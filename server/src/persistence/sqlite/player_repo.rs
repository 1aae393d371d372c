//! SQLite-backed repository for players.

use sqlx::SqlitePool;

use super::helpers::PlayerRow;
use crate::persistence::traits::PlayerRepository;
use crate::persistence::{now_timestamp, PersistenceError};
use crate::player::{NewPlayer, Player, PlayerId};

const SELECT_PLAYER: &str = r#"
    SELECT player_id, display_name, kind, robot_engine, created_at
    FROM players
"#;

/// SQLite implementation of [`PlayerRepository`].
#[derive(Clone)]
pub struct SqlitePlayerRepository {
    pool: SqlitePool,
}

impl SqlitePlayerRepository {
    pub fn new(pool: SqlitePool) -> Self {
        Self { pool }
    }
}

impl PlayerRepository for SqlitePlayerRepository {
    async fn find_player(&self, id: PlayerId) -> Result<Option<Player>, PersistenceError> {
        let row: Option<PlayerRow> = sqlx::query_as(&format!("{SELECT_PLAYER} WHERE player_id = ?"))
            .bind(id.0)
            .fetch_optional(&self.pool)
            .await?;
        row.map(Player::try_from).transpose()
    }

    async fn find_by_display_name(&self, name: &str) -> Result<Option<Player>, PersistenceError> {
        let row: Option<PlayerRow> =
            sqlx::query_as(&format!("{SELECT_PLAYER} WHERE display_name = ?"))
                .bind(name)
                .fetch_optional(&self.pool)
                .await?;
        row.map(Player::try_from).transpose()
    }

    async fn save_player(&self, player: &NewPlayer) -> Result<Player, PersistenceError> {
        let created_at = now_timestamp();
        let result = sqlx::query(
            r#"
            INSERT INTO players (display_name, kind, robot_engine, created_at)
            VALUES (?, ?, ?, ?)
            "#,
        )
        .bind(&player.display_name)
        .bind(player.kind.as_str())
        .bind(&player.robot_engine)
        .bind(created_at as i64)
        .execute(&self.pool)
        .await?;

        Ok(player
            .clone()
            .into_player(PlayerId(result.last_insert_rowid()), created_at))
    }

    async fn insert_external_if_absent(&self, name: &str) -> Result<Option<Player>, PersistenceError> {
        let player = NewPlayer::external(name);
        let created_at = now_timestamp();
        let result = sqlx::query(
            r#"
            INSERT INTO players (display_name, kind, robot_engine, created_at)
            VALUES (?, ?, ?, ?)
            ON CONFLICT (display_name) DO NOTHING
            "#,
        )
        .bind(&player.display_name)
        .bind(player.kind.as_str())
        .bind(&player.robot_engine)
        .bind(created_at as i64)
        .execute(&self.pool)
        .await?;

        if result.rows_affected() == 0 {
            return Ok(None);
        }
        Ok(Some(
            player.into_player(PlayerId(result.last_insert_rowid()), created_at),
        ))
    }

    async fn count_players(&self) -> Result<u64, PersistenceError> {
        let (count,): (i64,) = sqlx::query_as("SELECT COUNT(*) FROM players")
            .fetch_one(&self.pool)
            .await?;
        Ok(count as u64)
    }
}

+ + + + +

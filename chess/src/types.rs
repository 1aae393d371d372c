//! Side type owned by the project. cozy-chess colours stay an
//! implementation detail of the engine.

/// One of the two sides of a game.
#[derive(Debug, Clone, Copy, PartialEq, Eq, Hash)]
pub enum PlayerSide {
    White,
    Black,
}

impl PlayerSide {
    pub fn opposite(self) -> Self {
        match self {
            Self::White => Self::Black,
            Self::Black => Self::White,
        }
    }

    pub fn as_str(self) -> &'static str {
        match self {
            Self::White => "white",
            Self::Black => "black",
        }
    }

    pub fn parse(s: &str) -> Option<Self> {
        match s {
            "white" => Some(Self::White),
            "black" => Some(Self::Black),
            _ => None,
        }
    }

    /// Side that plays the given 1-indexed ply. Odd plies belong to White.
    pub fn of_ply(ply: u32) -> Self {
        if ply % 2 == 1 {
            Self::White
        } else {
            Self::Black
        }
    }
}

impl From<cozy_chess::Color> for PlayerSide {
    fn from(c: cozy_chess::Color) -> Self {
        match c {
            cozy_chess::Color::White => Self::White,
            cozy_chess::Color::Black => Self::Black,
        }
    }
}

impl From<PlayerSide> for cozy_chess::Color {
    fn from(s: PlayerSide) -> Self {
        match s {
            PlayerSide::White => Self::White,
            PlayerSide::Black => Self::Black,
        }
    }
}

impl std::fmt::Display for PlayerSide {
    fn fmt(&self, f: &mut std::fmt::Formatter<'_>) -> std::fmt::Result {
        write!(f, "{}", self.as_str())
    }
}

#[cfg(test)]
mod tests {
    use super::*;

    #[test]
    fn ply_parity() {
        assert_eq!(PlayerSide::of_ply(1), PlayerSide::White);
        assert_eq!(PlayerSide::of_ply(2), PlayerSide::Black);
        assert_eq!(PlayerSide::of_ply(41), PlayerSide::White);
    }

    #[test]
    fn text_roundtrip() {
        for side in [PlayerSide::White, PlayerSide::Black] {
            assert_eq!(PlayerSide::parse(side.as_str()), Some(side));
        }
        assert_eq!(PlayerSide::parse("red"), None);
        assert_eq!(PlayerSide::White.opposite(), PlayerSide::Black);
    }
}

+ + + + +

Problem details:
Every line in the records above that contains the word "sqlx" should be copied out.

Answer for the task:
use sqlx::SqlitePool;
        let row: Option<PlayerRow> = sqlx::query_as(&format!("{SELECT_PLAYER} WHERE player_id = ?"))
            sqlx::query_as(&format!("{SELECT_PLAYER} WHERE display_name = ?"))
        let result = sqlx::query(
        let result = sqlx::query(
        let (count,): (i64,) = sqlx::query_as("SELECT COUNT(*) FROM players")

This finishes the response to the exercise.